Exercise aim |
Produce an exact transcript of all the records.

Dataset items
********************
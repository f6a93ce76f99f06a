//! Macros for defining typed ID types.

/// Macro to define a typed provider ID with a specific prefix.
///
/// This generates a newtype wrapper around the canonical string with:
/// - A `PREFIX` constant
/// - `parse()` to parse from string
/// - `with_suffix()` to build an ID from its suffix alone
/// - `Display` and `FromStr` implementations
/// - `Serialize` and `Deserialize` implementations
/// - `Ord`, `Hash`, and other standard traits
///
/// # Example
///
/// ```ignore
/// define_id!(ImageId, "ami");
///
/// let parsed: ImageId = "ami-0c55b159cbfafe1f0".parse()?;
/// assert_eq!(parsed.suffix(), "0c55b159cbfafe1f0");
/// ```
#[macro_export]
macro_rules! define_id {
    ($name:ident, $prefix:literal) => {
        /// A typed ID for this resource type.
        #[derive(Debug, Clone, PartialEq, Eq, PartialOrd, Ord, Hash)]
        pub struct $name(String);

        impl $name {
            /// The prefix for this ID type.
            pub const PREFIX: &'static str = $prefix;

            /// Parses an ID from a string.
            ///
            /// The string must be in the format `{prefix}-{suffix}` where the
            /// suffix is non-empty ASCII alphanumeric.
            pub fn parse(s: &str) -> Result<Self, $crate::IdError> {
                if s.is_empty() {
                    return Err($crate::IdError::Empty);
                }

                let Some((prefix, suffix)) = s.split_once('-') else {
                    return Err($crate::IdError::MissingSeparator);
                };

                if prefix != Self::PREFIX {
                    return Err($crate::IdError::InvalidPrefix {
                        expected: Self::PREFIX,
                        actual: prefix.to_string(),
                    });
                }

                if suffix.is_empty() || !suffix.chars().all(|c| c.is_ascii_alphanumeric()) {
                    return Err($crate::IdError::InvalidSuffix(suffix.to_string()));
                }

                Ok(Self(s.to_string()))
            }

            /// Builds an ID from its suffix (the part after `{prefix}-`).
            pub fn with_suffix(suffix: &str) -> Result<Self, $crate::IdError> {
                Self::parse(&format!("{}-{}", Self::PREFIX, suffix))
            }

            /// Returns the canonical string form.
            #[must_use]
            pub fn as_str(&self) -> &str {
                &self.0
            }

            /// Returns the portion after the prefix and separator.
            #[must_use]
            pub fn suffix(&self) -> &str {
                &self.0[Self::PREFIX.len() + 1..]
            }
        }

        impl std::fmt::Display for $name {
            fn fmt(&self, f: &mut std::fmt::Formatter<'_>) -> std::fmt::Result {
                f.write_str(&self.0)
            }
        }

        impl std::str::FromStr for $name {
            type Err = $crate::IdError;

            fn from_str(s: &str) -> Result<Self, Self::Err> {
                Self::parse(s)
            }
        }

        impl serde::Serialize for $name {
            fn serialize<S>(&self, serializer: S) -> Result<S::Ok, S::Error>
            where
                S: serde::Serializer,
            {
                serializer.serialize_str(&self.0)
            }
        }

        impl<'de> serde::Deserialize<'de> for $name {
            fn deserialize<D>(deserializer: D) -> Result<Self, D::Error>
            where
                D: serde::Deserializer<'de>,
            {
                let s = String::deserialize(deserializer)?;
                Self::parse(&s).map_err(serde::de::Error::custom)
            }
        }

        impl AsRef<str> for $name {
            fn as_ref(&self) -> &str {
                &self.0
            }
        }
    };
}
********************
Task answer |
repository f6a93ce76f99f06a
//! Macros for defining typed ID types.

/// Macro to define a typed provider ID with a specific prefix.
///
/// This generates a newtype wrapper around the canonical string with:
/// - A `PREFIX` constant
/// - `parse()` to parse from string
/// - `with_suffix()` to build an ID from its suffix alone
/// - `Display` and `FromStr` implementations
/// - `Serialize` and `Deserialize` implementations
/// - `Ord`, `Hash`, and other standard traits
///
/// # Example
///
/// ```ignore
/// define_id!(ImageId, "ami");
///
/// let parsed: ImageId = "ami-0c55b159cbfafe1f0".parse()?;
/// assert_eq!(parsed.suffix(), "0c55b159cbfafe1f0");
/// ```
#[macro_export]
macro_rules! define_id {
    ($name:ident, $prefix:literal) => {
        /// A typed ID for this resource type.
        #[derive(Debug, Clone, PartialEq, Eq, PartialOrd, Ord, Hash)]
        pub struct $name(String);

        impl $name {
            /// The prefix for this ID type.
            pub const PREFIX: &'static str = $prefix;

            /// Parses an ID from a string.
            ///
            /// The string must be in the format `{prefix}-{suffix}` where the
            /// suffix is non-empty ASCII alphanumeric.
            pub fn parse(s: &str) -> Result<Self, $crate::IdError> {
                if s.is_empty() {
                    return Err($crate::IdError::Empty);
                }

                let Some((prefix, suffix)) = s.split_once('-') else {
                    return Err($crate::IdError::MissingSeparator);
                };

                if prefix != Self::PREFIX {
                    return Err($crate::IdError::InvalidPrefix {
                        expected: Self::PREFIX,
                        actual: prefix.to_string(),
                    });
                }

                if suffix.is_empty() || !suffix.chars().all(|c| c.is_ascii_alphanumeric()) {
                    return Err($crate::IdError::InvalidSuffix(suffix.to_string()));
                }

                Ok(Self(s.to_string()))
            }

            /// Builds an ID from its suffix (the part after `{prefix}-`).
            pub fn with_suffix(suffix: &str) -> Result<Self, $crate::IdError> {
                Self::parse(&format!("{}-{}", Self::PREFIX, suffix))
            }

            /// Returns the canonical string form.
            #[must_use]
            pub fn as_str(&self) -> &str {
                &self.0
            }

            /// Returns the portion after the prefix and separator.
            #[must_use]
            pub fn suffix(&self) -> &str {
                &self.0[Self::PREFIX.len() + 1..]
            }
        }

        impl std::fmt::Display for $name {
            fn fmt(&self, f: &mut std::fmt::Formatter<'_>) -> std::fmt::Result {
                f.write_str(&self.0)
            }
        }

        impl std::str::FromStr for $name {
            type Err = $crate::IdError;

            fn from_str(s: &str) -> Result<Self, Self::Err> {
                Self::parse(s)
            }
        }

        impl serde::Serialize for $name {
            fn serialize<S>(&self, serializer: S) -> Result<S::Ok, S::Error>
            where
                S: serde::Serializer,
            {
                serializer.serialize_str(&self.0)
            }
        }

        impl<'de> serde::Deserialize<'de> for $name {
            fn deserialize<D>(deserializer: D) -> Result<Self, D::Error>
            where
                D: serde::Deserializer<'de>,
            {
                let s = String::deserialize(deserializer)?;
                Self::parse(&s).map_err(serde::de::Error::custom)
            }
        }

        impl AsRef<str> for $name {
            fn as_ref(&self) -> &str {
                &self.0
            }
        }
    };
}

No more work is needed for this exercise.